Tuesday, August 5, 2014
The institutional architecture of regulation and competition
I just submitted a paper about the institutional architecture of regulation and competition, with an application to the recent regulatory reform in Spain. This is the conclusion: "Competition policy and the regulation of liberalizing
industries must be coordinated. This coordination is not easy because several
market failures and other public concerns interact. There are few examples in
the world where this coordination is achieved through full integration of
regulation and antitrust agencies, the Spanish reform analyzed above being thus
an extreme case. The reason is that there are good policy and incentive reasons,
reviewed above, to keep separate agencies with different mandates. Although the
influence of the decision of separation vs integration on regulatory capture is
theoretically ambiguous, in countries with very powerful large firms with
national and international champions ambitions, the large firms could have a
preference for as few regulators as possible and keeping them as close as
possible to the executive powers.
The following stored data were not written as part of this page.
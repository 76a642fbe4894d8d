//! services/api/src/config.rs
//!
//! Defines the application's configuration structure and loading logic.
//!
//! All configuration is loaded from environment variables at startup. The `.env`
//! file is used for local development.

use std::net::SocketAddr;
use tracing::Level;

pub const DEFAULT_WGER_API_URL: &str = "https://wger.de/api/v2/exercise/";

/// A custom error type for configuration loading failures.
#[derive(Debug, thiserror::Error)]
pub enum ConfigError {
    #[error("Invalid value for the environment variable {0}: {1}")]
    InvalidValue(String, String),
}

/// Holds all configuration loaded from the environment at startup.
#[derive(Clone, Debug)]
pub struct Config {
    pub bind_address: SocketAddr,
    /// Users persist in Postgres when set, in process memory otherwise.
    pub database_url: Option<String>,
    pub log_level: Level,
    pub wger_api_url: String,
    pub wger_api_key: Option<String>,
}

impl Config {
    /// Loads configuration from environment variables.
    ///
    /// It will look for a `.env` file in the current directory for development,
    /// but this is skipped in test environments to ensure tests are hermetic.
    pub fn from_env() -> Result<Self, ConfigError> {
        // Only load from .env in non-test mode to avoid contamination.
        if !cfg!(test) {
            dotenvy::dotenv().ok();
        }

        // --- Load Server and Database Settings ---
        let bind_address_str =
            std::env::var("BIND_ADDRESS").unwrap_or_else(|_| "0.0.0.0:3000".to_string());
        let bind_address = bind_address_str.parse::<SocketAddr>().map_err(|e| {
            ConfigError::InvalidValue("BIND_ADDRESS".to_string(), e.to_string())
        })?;

        let database_url = std::env::var("DATABASE_URL")
            .ok()
            .filter(|url| !url.trim().is_empty());

        let log_level_str = std::env::var("RUST_LOG").unwrap_or_else(|_| "INFO".to_string());
        let log_level = log_level_str.parse::<Level>().map_err(|_| {
            ConfigError::InvalidValue(
                "RUST_LOG".to_string(),
                format!("'{}' is not a valid log level", log_level_str),
            )
        })?;

        // --- Load Exercise Catalog Settings ---
        let wger_api_url =
            std::env::var("WGER_API_URL").unwrap_or_else(|_| DEFAULT_WGER_API_URL.to_string());
        if !wger_api_url.starts_with("http://") && !wger_api_url.starts_with("https://") {
            return Err(ConfigError::InvalidValue(
                "WGER_API_URL".to_string(),
                format!("'{}' is not an http(s) URL", wger_api_url),
            ));
        }
        let wger_api_key = std::env::var("WGER_API_KEY").ok();

        Ok(Self {
            bind_address,
            database_url,
            log_level,
            wger_api_url,
            wger_api_key,
        })
    }
}

#[cfg(test)]
mod tests {
    use super::*;
    use serial_test::serial;

    const VARS: [&str; 5] = [
        "BIND_ADDRESS",
        "DATABASE_URL",
        "RUST_LOG",
        "WGER_API_URL",
        "WGER_API_KEY",
    ];

    fn clear_env() {
        for var in VARS {
            std::env::remove_var(var);
        }
    }

    #[test]
    #[serial]
    fn defaults_apply_when_environment_is_empty() {
        clear_env();

        let config = Config::from_env().unwrap();

        assert_eq!(config.bind_address, "0.0.0.0:3000".parse::<SocketAddr>().unwrap());
        assert_eq!(config.database_url, None);
        assert_eq!(config.log_level, Level::INFO);
        assert_eq!(config.wger_api_url, DEFAULT_WGER_API_URL);
        assert_eq!(config.wger_api_key, None);
    }

    #[test]
    #[serial]
    fn values_are_read_from_environment() {
        clear_env();
        std::env::set_var("BIND_ADDRESS", "127.0.0.1:8080");
        std::env::set_var("DATABASE_URL", "postgres://localhost/fitness");
        std::env::set_var("RUST_LOG", "debug");
        std::env::set_var("WGER_API_KEY", "secret");

        let config = Config::from_env().unwrap();
        clear_env();

        assert_eq!(config.bind_address, "127.0.0.1:8080".parse::<SocketAddr>().unwrap());
        assert_eq!(
            config.database_url.as_deref(),
            Some("postgres://localhost/fitness")
        );
        assert_eq!(config.log_level, Level::DEBUG);
        assert_eq!(config.wger_api_key.as_deref(), Some("secret"));
    }

    #[test]
    #[serial]
    fn invalid_bind_address_is_rejected() {
        clear_env();
        std::env::set_var("BIND_ADDRESS", "not-an-address");

        let result = Config::from_env();
        clear_env();

        assert!(matches!(result, Err(ConfigError::InvalidValue(ref var, _)) if var == "BIND_ADDRESS"));
    }

    #[test]
    #[serial]
    fn invalid_log_level_is_rejected() {
        clear_env();
        std::env::set_var("RUST_LOG", "chatty");

        let result = Config::from_env();
        clear_env();

        assert!(matches!(result, Err(ConfigError::InvalidValue(ref var, _)) if var == "RUST_LOG"));
    }

    #[test]
    #[serial]
    fn blank_database_url_means_in_memory() {
        clear_env();
        std::env::set_var("DATABASE_URL", "  ");

        let config = Config::from_env().unwrap();
        clear_env();

        assert_eq!(config.database_url, None);
    }
}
The incumbents have long term strategies of
political connections and international expansion, and may prefer to have a
single agency to lobby no matter its size, and to deal with a government that
keeps most of the relevant decisions. In addition to this, different industries
and policy instruments require different levels of regulatory independence; and
there is a trade-off between regulatory independence, which requires
accountability, and multi-dimensional tasks, which makes this accountability
more difficult. Industries that are being partially liberalized should be
regulated balancing the trade off between the need to have clear objectives and
the economies of scale and scope that come from regulating similar industries. The Spanish case analyzed above illustrates that independent
regulatory agencies are fragile institutions.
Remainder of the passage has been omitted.